New radio site offered in Henderson

LEFT: Surplus site… The council property at 400 East Coast Rd is being sold
RIGHT: Up in the air… Clive Brumby and fellow North Shore Radio Club member Alastair Emerson outside the council-owned facility that houses the club

North Shore Radio Club says the valuable role it plays in emergency communications will be jeopardised by an under-the-radar planned sale of its clubrooms by Auckland Council.
The club has been housed for 28 years in a council building at 400 East Coast Rd, Sunnynook, but a council property review found the building surplus to requirements.
Council staff moved out last week and while the club remains on a month-by-month arrangement, it has been told it will have to leave when the property is sold, likely later this year.
The premises, on a ridgeline, are ideally located for radio transmission, allowing contact to be maintained across greater Auckland. Club members perform weekly check-ins for Auckland Emergency Management (AEM) to ensure working radio links to command posts, airports, police, community centres and marae across the region.
Radio provides vital back-up if digital services are out of action, as occurred in Cyclone Gabrielle on the East Coast in 2023.
Club members are also involved in Amateur Radio Emergency Communications (AREC), a national network devised to kick in when digital or satellite communication fails due to weather or solar flares.
Club deputy chair Clive Brumby says the club is now the sole tenant in the building and was not mentioned in key documents addressing the future of the facility. “I fear we’ve been forgotten,” he says.
He has been trying to raise awareness that the club of 150 members aren’t just hobbyists.
Council has offered other sites, but Brumby says these were a valley in Albany, unsuitable for transmitting, or in West Auckland, which would see membership drop away.
Devonport-Takapuna Local Board chair Trish Deans says: “These are guys with serious skills, we want them in the community.
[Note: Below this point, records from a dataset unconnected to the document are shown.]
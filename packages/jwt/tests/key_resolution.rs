//! Key resolution across PEM and JWK formats and the signature algorithms they imply

mod common;

use base64::{Engine as _, engine::general_purpose::URL_SAFE_NO_PAD};
use cryypt_jwt_build::keys::Resolution;
use cryypt_jwt_build::{
    JwtBuildConfig, JwtBuildError, KeyConfig, KeyRole, MemoryKeySource, SignatureAlgorithm,
};
use hmac::{Hmac, Mac};
use p256::ecdsa::signature::Verifier;
use p256::pkcs8::DecodePublicKey;

fn signed_header_alg(config: JwtBuildConfig, kid: Option<&str>) -> (String, Vec<String>) {
    let mut jws = common::issuer(config).claims().subject("alice").jws();
    if let Some(kid) = kid {
        jws = jws.key_id(kid);
    }
    let token = jws.sign().unwrap();
    let parts: Vec<String> = token.segments().map(str::to_owned).collect();
    let alg = common::decode_json(&parts[0])["alg"]
        .as_str()
        .unwrap()
        .to_owned();
    (alg, parts)
}

#[test]
fn test_es256_from_pem() {
    let config = JwtBuildConfig::new().with_signing_key(KeyConfig::pem("/ecPrivateKey.pem"));
    let (alg, parts) = signed_header_alg(config, None);
    assert_eq!(alg, "ES256");

    let verifying_key =
        p256::ecdsa::VerifyingKey::from_public_key_pem(&common::read_key("ecPublicKey.pem"))
            .unwrap();
    let signature = p256::ecdsa::Signature::from_slice(&common::decode(&parts[2])).unwrap();
    assert!(verifying_key
        .verify(format!("{}.{}", parts[0], parts[1]).as_bytes(), &signature)
        .is_ok());
}

#[test]
fn test_rs256_from_pkcs1_pem() {
    let config = JwtBuildConfig::new().with_signing_key(KeyConfig::pem("/privateKeyPkcs1.pem"));
    let (alg, parts) = signed_header_alg(config, None);
    assert_eq!(alg, "RS256");
    common::verify_rs256(&parts.join("."));
}

#[test]
fn test_rs256_from_rsa_jwk() {
    let config = JwtBuildConfig::new().with_signing_key(KeyConfig::jwk("/privateKey.jwk"));
    let (alg, parts) = signed_header_alg(config, Some("sign-key"));
    assert_eq!(alg, "RS256");
    assert_eq!(common::decode_json(&parts[0])["kid"], "sign-key");
    common::verify_rs256(&parts.join("."));
}

#[test]
fn test_hs256_from_oct_jwk() {
    let config = JwtBuildConfig::new()
        .with_signing_key(KeyConfig::jwk("/privateKey.jwk").with_key_id("hmac-key"));
    let (alg, parts) = signed_header_alg(config, None);
    assert_eq!(alg, "HS256");

    let secret: Vec<u8> = (0u8..32).collect();
    let mut mac = Hmac::<sha2::Sha256>::new_from_slice(&secret).unwrap();
    mac.update(format!("{}.{}", parts[0], parts[1]).as_bytes());
    let expected = URL_SAFE_NO_PAD.encode(mac.finalize().into_bytes());
    assert_eq!(parts[2], expected);
}

#[test]
fn test_configured_algorithm_applies() {
    let config = JwtBuildConfig::new()
        .with_signing_key(KeyConfig::pem("/privateKey.pem"))
        .with_signature_algorithm(SignatureAlgorithm::RS384);
    let (alg, _) = signed_header_alg(config, None);
    assert_eq!(alg, "RS384");
}

#[test]
fn test_missing_kid_in_jwk_set() {
    let config = common::pem_config().with_encryption_key(KeyConfig::jwk("/publicKey.jwk"));
    let result = common::issuer(config)
        .claims()
        .subject("alice")
        .inner_sign()
        .unwrap()
        .key_id("missing")
        .encrypt();

    assert!(matches!(
        result,
        Err(JwtBuildError::KeyNotFound { kid }) if kid == "missing"
    ));
}

#[test]
fn test_jwk_set_without_kid_is_ambiguous() {
    let config = common::pem_config().with_encryption_key(KeyConfig::jwk("/publicKey.jwk"));
    let result = common::issuer(config)
        .claims()
        .subject("alice")
        .inner_sign()
        .unwrap()
        .encrypt();
    assert!(matches!(result, Err(JwtBuildError::KeyNotFound { .. })));
}

#[test]
fn test_missing_key_file() {
    let config = JwtBuildConfig::new().with_signing_key(KeyConfig::pem("/nope.pem"));
    let result = common::issuer(config).claims().sign();
    assert!(matches!(
        result,
        Err(JwtBuildError::KeyLoad { location, .. }) if location == "/nope.pem"
    ));
}

#[test]
fn test_ec_key_cannot_encrypt() {
    let config = common::pem_config().with_encryption_key(KeyConfig::pem("/ecPublicKey.pem"));
    let result = common::issuer(config).claims().encrypt();
    assert!(matches!(result, Err(JwtBuildError::UnsupportedAlgorithm(_))));
}

#[test]
fn test_missing_encryption_key_never_falls_back() {
    let config = JwtBuildConfig::new()
        .with_signing_key(KeyConfig::pem("/privateKey.pem"))
        .with_unsigned_fallback(true);
    let result = common::issuer(config)
        .claims()
        .subject("alice")
        .inner_sign()
        .unwrap()
        .encrypt();
    assert!(matches!(
        result,
        Err(JwtBuildError::KeyResolution { role: KeyRole::KeyEncryption, .. })
    ));
}

#[test]
fn test_availability_toggle_between_builds() {
    let mut issuer = common::issuer(common::pem_config().with_unsigned_fallback(true));
    let alg_of = |issuer: &cryypt_jwt_build::JwtIssuer| {
        let token = issuer.claims().sign().unwrap();
        let alg = common::decode_json(token.segments().next().unwrap())["alg"].clone();
        alg
    };

    assert_eq!(alg_of(&issuer), "RS256");
    issuer
        .update_config(|config| config.signing_key.available = false)
        .unwrap();
    assert_eq!(alg_of(&issuer), "none");
    issuer
        .update_config(|config| config.signing_key.available = true)
        .unwrap();
    assert_eq!(alg_of(&issuer), "RS256");
}

#[test]
fn test_resolver_reports_availability() {
    let source = MemoryKeySource::new().with_key("/hmac.jwk", common::read_key("privateKey.jwk"));
    let config = JwtBuildConfig::new()
        .with_signing_key(KeyConfig::jwk("/hmac.jwk").with_key_id("hmac-key"));
    let issuer = cryypt_jwt_build::JwtIssuer::with_source(config, source).unwrap();
    let resolver = issuer.resolver();

    assert!(resolver.resolve_signing(None).unwrap().is_available());
    assert!(matches!(
        resolver.resolve_key_encryption(None).unwrap(),
        Resolution::NotAvailable(_)
    ));
    assert_eq!(
        resolver.spec(KeyRole::Signing, None).key_id.as_deref(),
        Some("hmac-key")
    );
}

#[test]
fn test_config_from_json_file() {
    let path = std::env::temp_dir().join(format!("jwt-build-{}.json", std::process::id()));
    std::fs::write(
        &path,
        r#"{
            "signing_key": { "location": "/privateKey.pem" },
            "encryption_key": { "location": "/publicKey.jwk", "format": "jwk", "key_id": "key1" },
            "token_lifespan_seconds": 60,
            "issuer": "https://issuer.example"
        }"#,
    )
    .unwrap();
    let config = JwtBuildConfig::from_json_file(&path).unwrap();
    std::fs::remove_file(&path).unwrap();

    let token = common::issuer(config)
        .claims()
        .inner_sign()
        .unwrap()
        .encrypt()
        .unwrap();
    let (_, plaintext) = common::decrypt(token.as_str());
    let claims = common::verify_rs256(&String::from_utf8(plaintext).unwrap());
    assert_eq!(claims["iss"], "https://issuer.example");
    assert_eq!(
        claims["exp"].as_i64().unwrap() - claims["iat"].as_i64().unwrap(),
        60
    );
}
//! Key resolution policy for the signing and key-encryption roles

use super::{jwk::JwkSet, pem, EncryptionKey, KeyFormat, KeyRole, KeySource, SigningKey};
use crate::config::JwtBuildConfig;
use crate::error::JwtResult;
use std::sync::Arc;

/// Outcome of resolving a role
#[derive(Debug)]
pub enum Resolution<K> {
    /// Key located and parsed
    Key(K),
    /// No key for this role; carries the reason
    NotAvailable(&'static str),
}

impl<K> Resolution<K> {
    /// The key, if one was resolved
    pub fn into_key(self) -> Option<K> {
        match self {
            Resolution::Key(key) => Some(key),
            Resolution::NotAvailable(_) => None,
        }
    }

    /// Whether a key was resolved
    pub fn is_available(&self) -> bool {
        matches!(self, Resolution::Key(_))
    }
}

/// Effective key description for one role
#[derive(Debug, Clone, PartialEq, Eq)]
pub struct KeySpec {
    /// Role being resolved
    pub role: KeyRole,
    /// Configured location
    pub location: Option<String>,
    /// Configured format
    pub format: KeyFormat,
    /// Id used to select a key from a JWK set
    pub key_id: Option<String>,
    /// Availability toggle
    pub available: bool,
}

/// Locates and loads keys from the current configuration
///
/// Resolution is stateless: nothing is cached, every call reads the
/// configuration snapshot and the key source again.
#[derive(Clone)]
pub struct KeyResolver {
    config: Arc<JwtBuildConfig>,
    source: Arc<dyn KeySource>,
}

impl KeyResolver {
    /// Resolver over a configuration snapshot and a key source
    pub fn new(config: Arc<JwtBuildConfig>, source: Arc<dyn KeySource>) -> Self {
        Self { config, source }
    }

    /// Configuration this resolver reads
    #[must_use]
    pub fn config(&self) -> &JwtBuildConfig {
        &self.config
    }

    /// Key description for `role`; a caller supplied key id wins over the configured one
    #[must_use]
    pub fn spec(&self, role: KeyRole, requested_kid: Option<&str>) -> KeySpec {
        let key = self.config.key(role);
        KeySpec {
            role,
            location: key.location.clone(),
            format: key.format,
            key_id: requested_kid.map(str::to_owned).or_else(|| key.key_id.clone()),
            available: key.available,
        }
    }

    /// Resolve the signing key
    ///
    /// # Errors
    /// Returns `KeyLoad`, `InvalidKey` or `KeyNotFound` when a configured key
    /// cannot be loaded. An unconfigured or disabled key is not an error.
    pub fn resolve_signing(&self, requested_kid: Option<&str>) -> JwtResult<Resolution<SigningKey>> {
        self.resolve(
            KeyRole::Signing,
            requested_kid,
            pem::parse_signing_key,
            |set, kid| set.select(kid)?.to_signing_key(),
        )
    }

    /// Resolve the key-encryption key
    ///
    /// # Errors
    /// Returns `KeyLoad`, `InvalidKey`, `KeyNotFound` or `UnsupportedAlgorithm`
    /// when a configured key cannot be loaded. An unconfigured or disabled key
    /// is not an error.
    pub fn resolve_key_encryption(
        &self,
        requested_kid: Option<&str>,
    ) -> JwtResult<Resolution<EncryptionKey>> {
        self.resolve(
            KeyRole::KeyEncryption,
            requested_kid,
            pem::parse_encryption_key,
            |set, kid| set.select(kid)?.to_encryption_key(),
        )
    }

    fn resolve<K>(
        &self,
        role: KeyRole,
        requested_kid: Option<&str>,
        from_pem: fn(&[u8]) -> JwtResult<K>,
        from_jwk: fn(&JwkSet, Option<&str>) -> JwtResult<K>,
    ) -> JwtResult<Resolution<K>> {
        let spec = self.spec(role, requested_kid);

        if !spec.available {
            tracing::warn!(%role, "Key disabled by configuration");
            return Ok(Resolution::NotAvailable("key disabled by configuration"));
        }
        let Some(location) = spec.location.as_deref() else {
            tracing::debug!(%role, "No key location configured");
            return Ok(Resolution::NotAvailable("no key location configured"));
        };

        let material = self.source.read(location)?;
        let key = match spec.format {
            KeyFormat::Pem => from_pem(&material)?,
            KeyFormat::Jwk => from_jwk(&JwkSet::parse(&material)?, spec.key_id.as_deref())?,
        };

        tracing::debug!(%role, location, format = %spec.format, "Resolved key");
        Ok(Resolution::Key(key))
    }
}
We don’t want them to lose them.”
Deans has asked AEM to give its views to the board and hopes a suitable local home can be found for the club.


Until late last year, AEM had staff of its own working in the building. Its use for civil defence purposes dates back to North Shore City Council days.
The board does not have a decision-making role over council corporate property.
Brumby says the East Coast Rd building could still be of value if retained by the council, because of its location “high and dry” on an arterial road.
Community sources have told the Observer they think more flood-proof community space is needed for the wider area, with the recently refloored Sunnynook Community Centre at capacity and in a floodplain and Milford lacking a council community facility.
AEM head of operations John Cranfield said it was continuing to invest in the radio communications network.
“There is full provision for emergency radio communications at an alternate site in Henderson.” In an agreement with AREC, the club’s members had access to that site to provide support in an emergency response.
“We do recognise the North Shore club of Amateur Radio Emergency Communications’ valuable contribution to emergency radio communications over many years. We hold a strong and enduring relationship with AREC, and are working through this matter with them and the council.”